Understandably, there is little room in her account for the men who saw gardening as a mug’s game or the women who seized on convenience foods, glad to be liberated from the chore of cooking produce from the allotment. Willes finds one boy who took a dissident view of his family’s days at the allotment: ‘I hated it.’ He is a lonely voice in this volume, which more generally salutes industriousness. I sometimes wished Willes was more bolshie. In the style of those affectionate histories of ‘everyday things’ that were once so popular she swoops down on dozens of bright oddities – carrots that came in several colours, gardening gloves with steel tips for scraping weeds – and suggestive facts. Who knew that crazy paving could be a form of recycling, using broken plaster from demolished First World War hutments: what better image of the postwar recovery? But I sometimes got lost in the thickets of material and wanted to graft back arguments that were arbitrarily lopped off between chapters; to hear more of the voices extracted from her astonishing array of first-hand accounts; and to linger on the illustrations. This is a book to sample and return to. Willes doesn’t leave the politics out – the usual charge against social history – but the potted histories of, say, self-sufficiency, from the Diggers to the plotlands of Essex, are no more or less prominent than her discussions of Royal Horticultural Society exams or of the reason some tulips have stripes (a virus borne by aphids not discovered until the 1920s).

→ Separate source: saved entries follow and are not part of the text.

//! Pie chart geometry for the monthly expense breakdown.
//!
//! Angles follow the canvas convention the original chart used: sectors
//! start at 12 o'clock (`-PI / 2`) and grow clockwise.

use std::f64::consts::PI;

/// Fill colors assigned to sectors in order, cycling once exhausted.
pub const PALETTE: [&str; 8] = [
    "#ef4444", "#f59e0b", "#10b981", "#3b82f6", "#8b5cf6", "#ec4899", "#14b8a6", "#f97316",
];

/// Half of the pie a sector's label anchor falls in. Left-half labels
/// right-align so the text runs outward from the pie.
#[derive(Debug, Clone, Copy, PartialEq, Eq)]
pub enum LabelSide {
    Left,
    Right,
}

/// One laid-out pie sector.
#[derive(Debug, Clone, PartialEq)]
pub struct Sector {
    pub label: String,
    pub value: f64,
    /// Share of the total, in `0.0..=1.0`.
    pub fraction: f64,
    pub start_angle: f64,
    pub end_angle: f64,
    pub color: &'static str,
}

impl Sector {
    pub fn mid_angle(&self) -> f64 {
        (self.start_angle + self.end_angle) / 2.0
    }

    pub fn label_side(&self) -> LabelSide {
        if self.mid_angle().cos() < 0.0 {
            LabelSide::Left
        } else {
            LabelSide::Right
        }
    }
}

/// Lays out sectors for a breakdown. Returns an empty layout when there is
/// nothing to draw or the total is not positive.
pub fn sectors(breakdown: &[(String, f64)]) -> Vec<Sector> {
    let total: f64 = breakdown.iter().map(|(_, value)| value).sum();
    if breakdown.is_empty() || total <= 0.0 || total.is_nan() {
        return Vec::new();
    }
    let mut current = -PI / 2.0;
    breakdown
        .iter()
        .enumerate()
        .map(|(index, (label, value))| {
            let fraction = value / total;
            let sweep = fraction * 2.0 * PI;
            let sector = Sector {
                label: label.clone(),
                value: *value,
                fraction,
                start_angle: current,
                end_angle: current + sweep,
                color: PALETTE[index % PALETTE.len()],
            };
            current += sweep;
            sector
        })
        .collect()
}
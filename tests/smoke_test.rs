use chrono::NaiveDate;
use money_manager::{
    core::{export, store::TransactionStore, summary},
    domain::{CategoryRegistry, TransactionDraft, TransactionKind},
    init,
    storage::MemoryStore,
};

#[test]
fn record_summarize_export_smoke() {
    init();

    let mut store = TransactionStore::open(Box::new(MemoryStore::new())).unwrap();
    store
        .add(TransactionDraft {
            kind: TransactionKind::Income,
            category: "salary".to_string(),
            amount: 300000.0,
            description: String::new(),
            date: NaiveDate::from_ymd_opt(2024, 1, 5).unwrap(),
        })
        .unwrap();
    store
        .add(TransactionDraft {
            kind: TransactionKind::Expense,
            category: "food".to_string(),
            amount: 45000.0,
            description: "ランチ".to_string(),
            date: NaiveDate::from_ymd_opt(2024, 1, 10).unwrap(),
        })
        .unwrap();

    assert_eq!(summary::overall_balance(store.records()), 255000.0);

    let bytes = export::csv_bytes(store.records(), CategoryRegistry::global()).unwrap();
    assert!(bytes.starts_with(&[0xef, 0xbb, 0xbf]));
    assert_eq!(String::from_utf8_lossy(&bytes).lines().count(), 3);
}
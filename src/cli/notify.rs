//! Bounded queue of transient notifications.
//!
//! Entries live for a three second display window plus a short fade tail,
//! then drop out on the next sweep. There is no background timer; expiry is
//! evaluated lazily against a caller-supplied clock so the queue stays
//! deterministic under test.

use std::collections::VecDeque;
use std::time::{Duration, Instant};

/// How long a notification stays fully visible.
pub const DISPLAY_DURATION: Duration = Duration::from_secs(3);
/// Fade-out tail after the visible window.
pub const FADE_DURATION: Duration = Duration::from_millis(300);

#[derive(Debug, Clone, Copy, PartialEq, Eq)]
pub enum Severity {
    Info,
    Success,
}

/// A message plus the moment it was raised.
#[derive(Debug, Clone)]
pub struct Notification {
    pub message: String,
    pub severity: Severity,
    raised_at: Instant,
}

impl Notification {
    /// True while the notification is inside its display or fade window.
    pub fn is_live(&self, now: Instant) -> bool {
        now.saturating_duration_since(self.raised_at) < DISPLAY_DURATION + FADE_DURATION
    }

    /// True once display time has elapsed and the fade tail started.
    pub fn is_fading(&self, now: Instant) -> bool {
        now.saturating_duration_since(self.raised_at) >= DISPLAY_DURATION && self.is_live(now)
    }
}

/// Keeps the most recent notifications, discarding the oldest once full.
#[derive(Debug)]
pub struct Notifier {
    entries: VecDeque<Notification>,
    limit: usize,
}

impl Notifier {
    pub fn new(limit: usize) -> Self {
        Self {
            entries: VecDeque::new(),
            limit: limit.max(1),
        }
    }

    pub fn push(&mut self, message: impl Into<String>, severity: Severity) {
        self.push_at(message, severity, Instant::now());
    }

    pub fn push_at(&mut self, message: impl Into<String>, severity: Severity, now: Instant) {
        self.sweep(now);
        while self.entries.len() >= self.limit {
            self.entries.pop_front();
        }
        self.entries.push_back(Notification {
            message: message.into(),
            severity,
            raised_at: now,
        });
    }

    /// Drops entries whose display and fade windows have both passed.
    pub fn sweep(&mut self, now: Instant) {
        self.entries.retain(|n| n.is_live(now));
    }

    pub fn live(&self) -> Vec<&Notification> {
        self.live_at(Instant::now())
    }

    pub fn live_at(&self, now: Instant) -> Vec<&Notification> {
        self.entries.iter().filter(|n| n.is_live(now)).collect()
    }

    pub fn len(&self) -> usize {
        self.entries.len()
    }

    pub fn is_empty(&self) -> bool {
        self.entries.is_empty()
    }
}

A house no longer needs rolling acres to employ a landscape designer or to enjoy a water feature; the aristocratic gazebo has morphed into an outside room replete with furniture, heating and sound system; orchids are on sale at my local Londis. None of this has banished class condescension or made the neighbours less touchy. Gardening experts tut-tut at what Robin Lane Fox calls ‘exterior decorating’, and Jane Brown ‘a horticultural hell of instant plants’, just as their predecessors disparaged the ‘pastrywork’ of bedding out or frowned at ‘purse-gardening’. Willes ends by championing community gardening projects and relegates to a lengthy endnote the sorry tale of the Manor Garden Allotments in Hackney Wick, close to her home turf. In 1900 four and a half acres were bequeathed by Arthur Villiers, a director of Barings Bank, ‘in perpetuity’ to East End families. The 81 plots by the River Lea were cultivated by Londoners and all sorts of incomers until 2007, when, despite a campaign, ‘they were bulldozed and buried under the Olympic Park’. ‘The garden,’ Joseph Ashby wrote in 1914, ‘is a starting point of the land question.’ It still is.